Take each line from the material below that includes the string "Some" and copy it.
(MATERIAL FOR THIS TASK begins)
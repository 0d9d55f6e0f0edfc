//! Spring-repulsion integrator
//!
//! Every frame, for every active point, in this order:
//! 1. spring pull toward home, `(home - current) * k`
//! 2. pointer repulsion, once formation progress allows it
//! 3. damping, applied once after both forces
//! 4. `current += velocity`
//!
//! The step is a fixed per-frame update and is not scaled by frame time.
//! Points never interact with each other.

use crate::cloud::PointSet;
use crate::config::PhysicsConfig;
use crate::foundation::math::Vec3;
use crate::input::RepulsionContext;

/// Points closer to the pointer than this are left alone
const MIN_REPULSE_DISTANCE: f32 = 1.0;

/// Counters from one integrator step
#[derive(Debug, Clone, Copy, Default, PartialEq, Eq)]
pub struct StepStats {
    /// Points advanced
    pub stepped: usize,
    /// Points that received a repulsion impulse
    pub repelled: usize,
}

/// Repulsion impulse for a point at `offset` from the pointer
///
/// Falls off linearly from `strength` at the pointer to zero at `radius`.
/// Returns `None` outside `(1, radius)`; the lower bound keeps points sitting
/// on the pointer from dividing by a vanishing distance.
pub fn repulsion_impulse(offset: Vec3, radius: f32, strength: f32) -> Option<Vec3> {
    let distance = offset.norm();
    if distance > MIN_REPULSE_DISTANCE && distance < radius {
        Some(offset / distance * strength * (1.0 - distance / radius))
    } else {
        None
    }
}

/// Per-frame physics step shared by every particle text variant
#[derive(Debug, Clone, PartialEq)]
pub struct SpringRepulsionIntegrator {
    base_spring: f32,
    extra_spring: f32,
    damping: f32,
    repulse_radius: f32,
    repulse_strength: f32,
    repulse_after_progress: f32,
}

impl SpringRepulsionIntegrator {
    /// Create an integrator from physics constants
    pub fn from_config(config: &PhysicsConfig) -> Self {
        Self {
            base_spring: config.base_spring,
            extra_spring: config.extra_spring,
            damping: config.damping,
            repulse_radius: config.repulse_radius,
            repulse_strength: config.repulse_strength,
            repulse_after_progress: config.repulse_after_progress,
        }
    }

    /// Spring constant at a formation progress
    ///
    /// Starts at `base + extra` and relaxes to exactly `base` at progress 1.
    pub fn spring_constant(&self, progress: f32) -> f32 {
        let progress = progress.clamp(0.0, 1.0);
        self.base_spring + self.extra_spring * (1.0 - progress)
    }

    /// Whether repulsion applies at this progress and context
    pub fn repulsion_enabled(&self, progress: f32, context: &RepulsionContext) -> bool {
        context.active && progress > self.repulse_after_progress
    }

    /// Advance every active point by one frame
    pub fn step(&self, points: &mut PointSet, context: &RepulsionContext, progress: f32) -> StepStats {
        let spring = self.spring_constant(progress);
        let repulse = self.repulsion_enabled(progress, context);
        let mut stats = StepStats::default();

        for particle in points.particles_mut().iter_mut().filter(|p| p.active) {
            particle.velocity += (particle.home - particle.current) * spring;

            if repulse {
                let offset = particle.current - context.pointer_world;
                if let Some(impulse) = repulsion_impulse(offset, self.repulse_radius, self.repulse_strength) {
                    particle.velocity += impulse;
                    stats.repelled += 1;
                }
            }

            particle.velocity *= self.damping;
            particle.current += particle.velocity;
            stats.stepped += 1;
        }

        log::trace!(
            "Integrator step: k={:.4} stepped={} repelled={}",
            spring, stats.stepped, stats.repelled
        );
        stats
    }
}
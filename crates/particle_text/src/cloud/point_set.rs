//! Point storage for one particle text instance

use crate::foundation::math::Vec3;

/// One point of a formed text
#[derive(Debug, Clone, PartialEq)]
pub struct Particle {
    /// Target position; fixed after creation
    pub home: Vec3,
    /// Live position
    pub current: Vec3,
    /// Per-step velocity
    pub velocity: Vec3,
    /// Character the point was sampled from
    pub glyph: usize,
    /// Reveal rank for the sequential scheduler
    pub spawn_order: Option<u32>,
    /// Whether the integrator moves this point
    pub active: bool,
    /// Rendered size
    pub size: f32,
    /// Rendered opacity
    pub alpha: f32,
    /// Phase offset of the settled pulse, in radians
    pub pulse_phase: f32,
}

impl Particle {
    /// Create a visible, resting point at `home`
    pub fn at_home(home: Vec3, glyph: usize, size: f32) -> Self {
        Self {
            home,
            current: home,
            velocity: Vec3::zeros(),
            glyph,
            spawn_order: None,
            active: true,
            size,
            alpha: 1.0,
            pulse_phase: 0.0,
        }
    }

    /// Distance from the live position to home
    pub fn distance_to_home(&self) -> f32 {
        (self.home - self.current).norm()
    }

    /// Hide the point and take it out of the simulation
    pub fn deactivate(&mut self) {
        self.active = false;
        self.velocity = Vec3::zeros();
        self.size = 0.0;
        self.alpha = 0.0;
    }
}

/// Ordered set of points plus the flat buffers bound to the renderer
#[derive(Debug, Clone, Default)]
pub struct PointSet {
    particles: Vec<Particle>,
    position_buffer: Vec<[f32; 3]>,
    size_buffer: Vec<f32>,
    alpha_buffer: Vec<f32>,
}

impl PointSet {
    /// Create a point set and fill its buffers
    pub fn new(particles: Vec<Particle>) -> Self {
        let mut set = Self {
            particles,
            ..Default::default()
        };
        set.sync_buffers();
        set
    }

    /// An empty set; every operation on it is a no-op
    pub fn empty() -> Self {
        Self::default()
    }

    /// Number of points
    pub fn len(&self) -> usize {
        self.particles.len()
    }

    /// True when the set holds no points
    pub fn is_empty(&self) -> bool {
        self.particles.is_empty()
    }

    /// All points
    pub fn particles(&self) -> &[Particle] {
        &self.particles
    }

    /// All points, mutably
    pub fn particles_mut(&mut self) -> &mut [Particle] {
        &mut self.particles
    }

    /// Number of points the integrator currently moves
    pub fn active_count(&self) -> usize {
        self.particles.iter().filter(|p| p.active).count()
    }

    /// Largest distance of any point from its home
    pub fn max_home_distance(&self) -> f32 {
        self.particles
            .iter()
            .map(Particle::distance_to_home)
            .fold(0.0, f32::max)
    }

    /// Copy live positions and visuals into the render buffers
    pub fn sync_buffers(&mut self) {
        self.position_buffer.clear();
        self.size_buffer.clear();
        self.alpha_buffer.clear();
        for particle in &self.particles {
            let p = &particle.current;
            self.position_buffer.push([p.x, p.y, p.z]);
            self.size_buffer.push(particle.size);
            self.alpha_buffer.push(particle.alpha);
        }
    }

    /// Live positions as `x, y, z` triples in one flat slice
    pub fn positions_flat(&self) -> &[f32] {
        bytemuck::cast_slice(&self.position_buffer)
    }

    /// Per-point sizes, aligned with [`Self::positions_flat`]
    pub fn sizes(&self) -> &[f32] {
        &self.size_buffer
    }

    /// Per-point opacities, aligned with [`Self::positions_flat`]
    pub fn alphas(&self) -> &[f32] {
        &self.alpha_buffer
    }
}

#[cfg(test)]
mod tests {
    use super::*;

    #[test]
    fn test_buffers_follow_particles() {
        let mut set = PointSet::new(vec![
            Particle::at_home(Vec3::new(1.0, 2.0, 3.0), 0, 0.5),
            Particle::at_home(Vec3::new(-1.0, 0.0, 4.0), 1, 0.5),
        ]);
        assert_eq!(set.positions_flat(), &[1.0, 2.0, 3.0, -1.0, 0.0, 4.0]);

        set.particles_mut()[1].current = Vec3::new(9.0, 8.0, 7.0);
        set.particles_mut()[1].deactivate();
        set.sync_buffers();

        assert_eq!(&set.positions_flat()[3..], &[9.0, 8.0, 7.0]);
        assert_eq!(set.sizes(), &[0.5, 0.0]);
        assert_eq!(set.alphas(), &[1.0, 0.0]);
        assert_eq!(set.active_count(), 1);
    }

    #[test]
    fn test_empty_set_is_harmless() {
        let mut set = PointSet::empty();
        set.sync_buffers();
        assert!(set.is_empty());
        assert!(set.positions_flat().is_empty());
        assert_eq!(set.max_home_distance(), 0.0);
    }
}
(MATERIAL FOR THIS TASK ends)
REPLY:
        Some(offset / distance * strength * (1.0 - distance / radius))
                if let Some(impulse) = repulsion_impulse(offset, self.repulse_radius, self.repulse_strength) {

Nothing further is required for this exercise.